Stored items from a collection
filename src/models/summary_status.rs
use serde::{Deserialize, Serialize};

/// How the import summary panel should be presented.
#[derive(Clone, Copy, Debug, Deserialize, Eq, Hash, PartialEq, Serialize)]
pub enum SummaryStatus {
    InProgress,
    Successful,
    PartiallyFailed,
    Failed,
}

impl SummaryStatus {
    pub fn label(self) -> &'static str {
        match self {
            Self::InProgress => "Processing",
            Self::Successful => "Finished",
            Self::PartiallyFailed => "Finished with errors",
            Self::Failed => "Failed",
        }
    }
}
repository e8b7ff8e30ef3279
const DEFAULT_FILTER: &str = "warn";
const VERBOSE_FILTER: &str = "info";

/// Sets up logging. `RUST_LOG` wins over `verbose`.
pub fn init(verbose: bool) {
    let filters = std::env::var("RUST_LOG").unwrap_or_else(|_| {
        if verbose {
            VERBOSE_FILTER.to_string()
        } else {
            DEFAULT_FILTER.to_string()
        }
    });
    pretty_env_logger::formatted_builder()
        .parse_filters(&filters)
        .init();
    log::debug!("Logging initialized with filter {filters}");
}
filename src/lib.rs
//! Tracking of asynchronous identity batch imports.
//!
//! A batch endpoint accepts a CSV upload and answers with a job identifier; the
//! [`tracker::Tracker`] then polls `{endpoint}/{job}/status` until the job is
//! complete and fetches `{endpoint}/{job}` once for the per-record outcome.

pub mod config;
pub mod core;
pub mod error;
pub mod http;
pub mod models;
pub mod tracker;
pub mod utils;
pub mod widgets;
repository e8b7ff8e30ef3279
pub mod json;
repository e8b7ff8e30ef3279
use crate::models::job::JobHandle;
use std::fmt;
use thiserror::Error;

/// Failure of a single request against the batch endpoints.
#[derive(Debug, Error)]
pub enum SourceError {
    #[error("request failed: {0}")]
    Transport(#[from] reqwest::Error),
    #[error("HTTP error {code}: {body}")]
    Status { code: u16, body: String },
    #[error("malformed JSON response: {0}")]
    Decode(#[from] serde_json::Error),
    #[error("unexpected response: {0}")]
    Unexpected(String),
}

/// Which of the two tracker requests failed.
#[derive(Debug, Clone, Copy, PartialEq, Eq)]
pub enum PollRequest {
    Status,
    Result,
}

impl fmt::Display for PollRequest {
    fn fmt(&self, f: &mut fmt::Formatter<'_>) -> fmt::Result {
        match self {
            PollRequest::Status => write!(f, "status"),
            PollRequest::Result => write!(f, "result"),
        }
    }
}

#[derive(Debug, Error)]
pub enum TrackerError {
    /// The job could not be created; nothing is tracked.
    #[error("submission to {endpoint} failed: {source}")]
    SubmissionFailed {
        endpoint: String,
        #[source]
        source: SourceError,
    },
    /// A status or result request failed; polling stopped and is not retried.
    #[error("{request} request for {job} failed: {source}")]
    PollFailed {
        job: JobHandle,
        request: PollRequest,
        #[source]
        source: SourceError,
    },
}
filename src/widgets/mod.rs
pub mod progress_info;
pub mod summary;
//! Tracks one asynchronous batch job until the server reports it complete.
//!
//! A [`Tracker`] owns at most one polling task. The task waits one period, asks for
//! the job status, hands the snapshot to the listener and only then schedules the
//! next period, so there is never more than one request outstanding. Once a
//! snapshot is complete the full result is fetched once and the task ends.

mod listener;
mod source;

pub use listener::{ChannelListener, JobListener, TrackerEvent};
pub use source::JobSource;

use crate::{
    error::{PollRequest, SourceError, TrackerError},
    models::{job::JobHandle, tracker_state::TrackerState},
};
use std::{
    sync::{Arc, Mutex, PoisonError},
    time::Duration,
};
use tokio::task::JoinHandle;
use tokio_util::sync::CancellationToken;

pub const DEFAULT_POLL_INTERVAL: Duration = Duration::from_millis(1000);

type SharedState = Arc<Mutex<TrackerState>>;

fn read_state(state: &SharedState) -> TrackerState {
    *state.lock().unwrap_or_else(PoisonError::into_inner)
}

fn write_state(state: &SharedState, value: TrackerState) {
    *state.lock().unwrap_or_else(PoisonError::into_inner) = value;
}

/// The polling task of one job.
struct Run {
    job: JobHandle,
    state: SharedState,
    cancel: CancellationToken,
    task: JoinHandle<()>,
}

impl Run {
    fn state(&self) -> TrackerState {
        read_state(&self.state)
    }

    // Cancelling first guarantees no callback fires even if the abort lands late.
    fn stop(self) {
        self.cancel.cancel();
        self.task.abort();
    }
}

pub struct Tracker<S: JobSource> {
    source: Arc<S>,
    interval: Duration,
    run: Option<Run>,
}

impl<S: JobSource> Tracker<S> {
    pub fn new(source: S) -> Self {
        Self::with_interval(source, DEFAULT_POLL_INTERVAL)
    }

    pub fn with_interval(source: S, interval: Duration) -> Self {
        Self {
            source: Arc::new(source),
            interval,
            run: None,
        }
    }

    pub fn interval(&self) -> Duration {
        self.interval
    }

    pub fn state(&self) -> TrackerState {
        self.run.as_ref().map_or(TrackerState::Idle, Run::state)
    }

    /// The job of the current or last finished run, `None` once cancelled.
    pub fn job(&self) -> Option<&JobHandle> {
        self.run.as_ref().map(|run| &run.job)
    }

    /// Starts tracking `job`. Whatever this tracker was polling before is stopped
    /// first; the first status request goes out one interval from now.
    ///
    /// Must be called from within a tokio runtime.
    pub fn start<L: JobListener>(&mut self, job: JobHandle, listener: L) {
        if let Some(previous) = self.run.take() {
            if previous.state() == TrackerState::Polling {
                log::info!("Stopped tracking {} in favor of {}", previous.job, job);
            }
            previous.stop();
        }

        log::info!(
            "Tracking {} every {}ms",
            job,
            self.interval.as_millis()
        );
        let state: SharedState = Arc::new(Mutex::new(TrackerState::Polling));
        let cancel = CancellationToken::new();
        let task = tokio::spawn(poll_job(
            Arc::clone(&self.source),
            job.clone(),
            self.interval,
            Arc::clone(&state),
            cancel.clone(),
            listener,
        ));
        self.run = Some(Run {
            job,
            state,
            cancel,
            task,
        });
    }

    /// Stops polling. The server-side job is not told and keeps running.
    ///
    /// No-op when nothing is being polled.
    pub fn cancel(&mut self) {
        if self.state() != TrackerState::Polling {
            return;
        }
        if let Some(run) = self.run.take() {
            log::info!("Stopped tracking {}, the server keeps running it", run.job);
            run.stop();
        }
    }
}

impl<S: JobSource> Drop for Tracker<S> {
    fn drop(&mut self) {
        if let Some(run) = self.run.take() {
            run.stop();
        }
    }
}

async fn poll_job<S: JobSource, L: JobListener>(
    source: Arc<S>,
    job: JobHandle,
    interval: Duration,
    state: SharedState,
    cancel: CancellationToken,
    mut listener: L,
) {
    loop {
        tokio::select! {
            biased;
            _ = cancel.cancelled() => return,
            _ = tokio::time::sleep(interval) => {}
        }

        log::debug!("GET {}", job.status_url());
        let polled = source.fetch_status(&job).await;
        if cancel.is_cancelled() {
            log::debug!("Discarding status of {job}, tracking was cancelled");
            return;
        }
        match polled {
            Ok(snapshot) => {
                log::debug!(
                    "{}: {}/{} done, complete: {}",
                    job,
                    snapshot.done_entries,
                    snapshot.total_entries,
                    snapshot.is_complete
                );
                listener.on_progress(&snapshot);
                if snapshot.is_complete {
                    break;
                }
            }
            Err(error) => {
                fail(&state, &mut listener, job, PollRequest::Status, error);
                return;
            }
        }
    }

    log::debug!("GET {}", job.result_url());
    let fetched = source.fetch_result(&job).await;
    if cancel.is_cancelled() {
        log::debug!("Discarding result of {job}, tracking was cancelled");
        return;
    }
    match fetched {
        Ok(result) => {
            log::info!(
                "{} completed: {} entries, {} failed",
                job,
                result.entries.len(),
                result.error_count()
            );
            write_state(&state, TrackerState::Completed);
            listener.on_complete(result);
        }
        Err(error) => fail(&state, &mut listener, job, PollRequest::Result, error),
    }
}

fn fail<L: JobListener>(
    state: &SharedState,
    listener: &mut L,
    job: JobHandle,
    request: PollRequest,
    source: SourceError,
) {
    log::error!("Polling {job} failed, not retrying: {source}");
    write_state(state, TrackerState::Failed);
    listener.on_error(TrackerError::PollFailed {
        job,
        request,
        source,
    });
}
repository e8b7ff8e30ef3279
use serde::{Deserialize, Serialize};
use std::fmt;
use urlencoding::encode;

/// One server-side batch job, as returned by the job-creation call.
#[derive(Serialize, Deserialize, Debug, Clone, Eq, PartialEq, Hash)]
pub struct JobHandle {
    pub endpoint_base: String,
    pub job_id: String,
}

impl JobHandle {
    pub fn new(endpoint_base: impl Into<String>, job_id: impl Into<String>) -> Self {
        Self {
            endpoint_base: endpoint_base.into(),
            job_id: job_id.into(),
        }
    }

    /// `{endpoint_base}/{job_id}`, where the full result lives.
    pub fn result_url(&self) -> String {
        format!(
            "{}/{}",
            self.endpoint_base.trim_end_matches('/'),
            encode(&self.job_id)
        )
    }

    /// `{endpoint_base}/{job_id}/status`, polled while the job runs.
    pub fn status_url(&self) -> String {
        format!("{}/status", self.result_url())
    }
}

impl fmt::Display for JobHandle {
    fn fmt(&self, f: &mut fmt::Formatter<'_>) -> fmt::Result {
        write!(f, "{} (job {})", self.endpoint_base, self.job_id)
    }
}

#[cfg(test)]
mod tests {
    use super::*;

    #[test]
    fn builds_status_and_result_urls() {
        let job = JobHandle::new(
            "https://idm.example/rest/service/id/user/batch/full",
            "1700000000000",
        );
        assert_eq!(
            job.result_url(),
            "https://idm.example/rest/service/id/user/batch/full/1700000000000"
        );
        assert_eq!(
            job.status_url(),
            "https://idm.example/rest/service/id/user/batch/full/1700000000000/status"
        );
    }

    #[test]
    fn ignores_trailing_slash_and_encodes_job_id() {
        let job = JobHandle::new("https://idm.example/rest/service/id/group/batch/", "a b/c");
        assert_eq!(
            job.status_url(),
            "https://idm.example/rest/service/id/group/batch/a%20b%2Fc/status"
        );
    }
}
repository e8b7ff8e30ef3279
use crate::tracker::DEFAULT_POLL_INTERVAL;
use anyhow::{bail, Context, Result};
use directories::ProjectDirs;
use serde::{Deserialize, Serialize};
use std::{
    path::{Path, PathBuf},
    time::Duration,
};

pub const APP_NAME: &str = "import-tracker";
pub const CONFIG_FILE: &str = "config.toml";

#[derive(Debug, Clone, Deserialize, Serialize, Eq, PartialEq)]
#[serde(default)]
pub struct Config {
    /// Base URL relative endpoints are resolved against, e.g. `https://idm.example/rest`.
    pub instance: Option<String>,
    pub poll_interval_ms: u64,
    pub request_timeout_secs: u64,
    pub trust_invalid_certs: bool,
}

impl Default for Config {
    fn default() -> Self {
        Self {
            instance: None,
            poll_interval_ms: DEFAULT_POLL_INTERVAL.as_millis() as u64,
            request_timeout_secs: 30,
            trust_invalid_certs: false,
        }
    }
}

impl Config {
    pub fn default_path() -> Option<PathBuf> {
        ProjectDirs::from("", "", APP_NAME).map(|dirs| dirs.config_dir().join(CONFIG_FILE))
    }

    /// Loads `path`, or the default location when `None`. Only an explicit path
    /// has to exist; a missing default file means default settings.
    pub fn load(path: Option<&Path>) -> Result<Self> {
        let (path, required) = match path {
            Some(path) => (path.to_path_buf(), true),
            None => match Self::default_path() {
                Some(path) => (path, false),
                None => {
                    log::info!("No configuration directory available, using defaults");
                    return Ok(Self::default());
                }
            },
        };
        if !path.exists() {
            if required {
                bail!("configuration file {} does not exist", path.display());
            }
            log::info!("No configuration at {}, using defaults", path.display());
            return Ok(Self::default());
        }
        let text = std::fs::read_to_string(&path)
            .with_context(|| format!("failed to read {}", path.display()))?;
        let config = Self::from_toml_str(&text)
            .with_context(|| format!("invalid configuration in {}", path.display()))?;
        log::info!("Loaded configuration from {}", path.display());
        Ok(config)
    }

    pub fn from_toml_str(text: &str) -> Result<Self> {
        Ok(toml::from_str(text)?)
    }

    pub fn apply_overrides(&mut self, instance: Option<String>, poll_interval_ms: Option<u64>) {
        if instance.is_some() {
            self.instance = instance;
        }
        if let Some(poll_interval_ms) = poll_interval_ms {
            self.poll_interval_ms = poll_interval_ms;
        }
    }

    pub fn poll_interval(&self) -> Duration {
        if self.poll_interval_ms == 0 {
            log::warn!(
                "poll_interval_ms must be positive, using {}ms",
                DEFAULT_POLL_INTERVAL.as_millis()
            );
            return DEFAULT_POLL_INTERVAL;
        }
        Duration::from_millis(self.poll_interval_ms)
    }

    /// Absolute endpoints are used as given, anything else is joined onto `instance`.
    pub fn endpoint_url(&self, endpoint: &str) -> Result<String> {
        if endpoint.starts_with("http://") || endpoint.starts_with("https://") {
            return Ok(endpoint.trim_end_matches('/').to_string());
        }
        let Some(instance) = self.instance.as_deref() else {
            bail!("endpoint {endpoint} is relative but no instance URL is configured");
        };
        Ok(format!(
            "{}/{}",
            instance.trim_end_matches('/'),
            endpoint.trim_matches('/')
        ))
    }
}

#[cfg(test)]
mod tests {
    use super::*;
    use std::io::Write;

    #[test]
    fn defaults_poll_every_second() {
        let config = Config::default();
        assert_eq!(config.poll_interval(), Duration::from_millis(1000));
        assert!(!config.trust_invalid_certs);
    }

    #[test]
    fn partial_file_keeps_defaults() {
        let config = Config::from_toml_str("instance = \"https://idm.example/rest\"").unwrap();
        assert_eq!(config.instance.as_deref(), Some("https://idm.example/rest"));
        assert_eq!(config.poll_interval_ms, 1000);
        assert_eq!(config.request_timeout_secs, 30);
    }

    #[test]
    fn loads_explicit_file() {
        let mut file = tempfile::NamedTempFile::new().unwrap();
        writeln!(
            file,
            "instance = \"https://idm.example/rest\"\npoll_interval_ms = 250\ntrust_invalid_certs = true"
        )
        .unwrap();
        let config = Config::load(Some(file.path())).unwrap();
        assert_eq!(config.poll_interval(), Duration::from_millis(250));
        assert!(config.trust_invalid_certs);
    }

    #[test]
    fn explicit_missing_file_is_an_error() {
        let dir = tempfile::tempdir().unwrap();
        let absent = dir.path().join("absent.toml");
        assert!(Config::load(Some(absent.as_path())).is_err());
    }

    #[test]
    fn invalid_file_is_an_error() {
        let mut file = tempfile::NamedTempFile::new().unwrap();
        writeln!(file, "poll_interval_ms = \"soon\"").unwrap();
        assert!(Config::load(Some(file.path())).is_err());
    }

    #[test]
    fn overrides_win_over_file_values() {
        let mut config = Config::from_toml_str("poll_interval_ms = 5000").unwrap();
        config.apply_overrides(Some("https://other.example".to_string()), Some(100));
        assert_eq!(config.instance.as_deref(), Some("https://other.example"));
        assert_eq!(config.poll_interval(), Duration::from_millis(100));

        config.apply_overrides(None, None);
        assert_eq!(config.instance.as_deref(), Some("https://other.example"));
    }

    #[test]
    fn zero_interval_falls_back_to_default() {
        let config = Config {
            poll_interval_ms: 0,
            ..Config::default()
        };
        assert_eq!(config.poll_interval(), DEFAULT_POLL_INTERVAL);
    }

    #[test]
    fn resolves_endpoints() {
        let config = Config {
            instance: Some("https://idm.example/rest/".to_string()),
            ..Config::default()
        };
        assert_eq!(
            config.endpoint_url("/service/id/user/batch/full/").unwrap(),
            "https://idm.example/rest/service/id/user/batch/full"
        );
        assert_eq!(
            config.endpoint_url("http://other.example/batch/").unwrap(),
            "http://other.example/batch"
        );
        assert!(Config::default().endpoint_url("service/id/group/batch").is_err());
    }
}
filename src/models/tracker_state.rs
use serde::{Deserialize, Serialize};

#[derive(Clone, Copy, Debug, Deserialize, Eq, Hash, PartialEq, Serialize, Default)]
pub enum TrackerState {
    #[default]
    Idle,
    Polling,
    Completed,
    Failed,
}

## WHAT IS BEING ASKED
Reply with nothing but the count of lines in the entries above that contain "Copy".

## EXPECTED ANSWER
3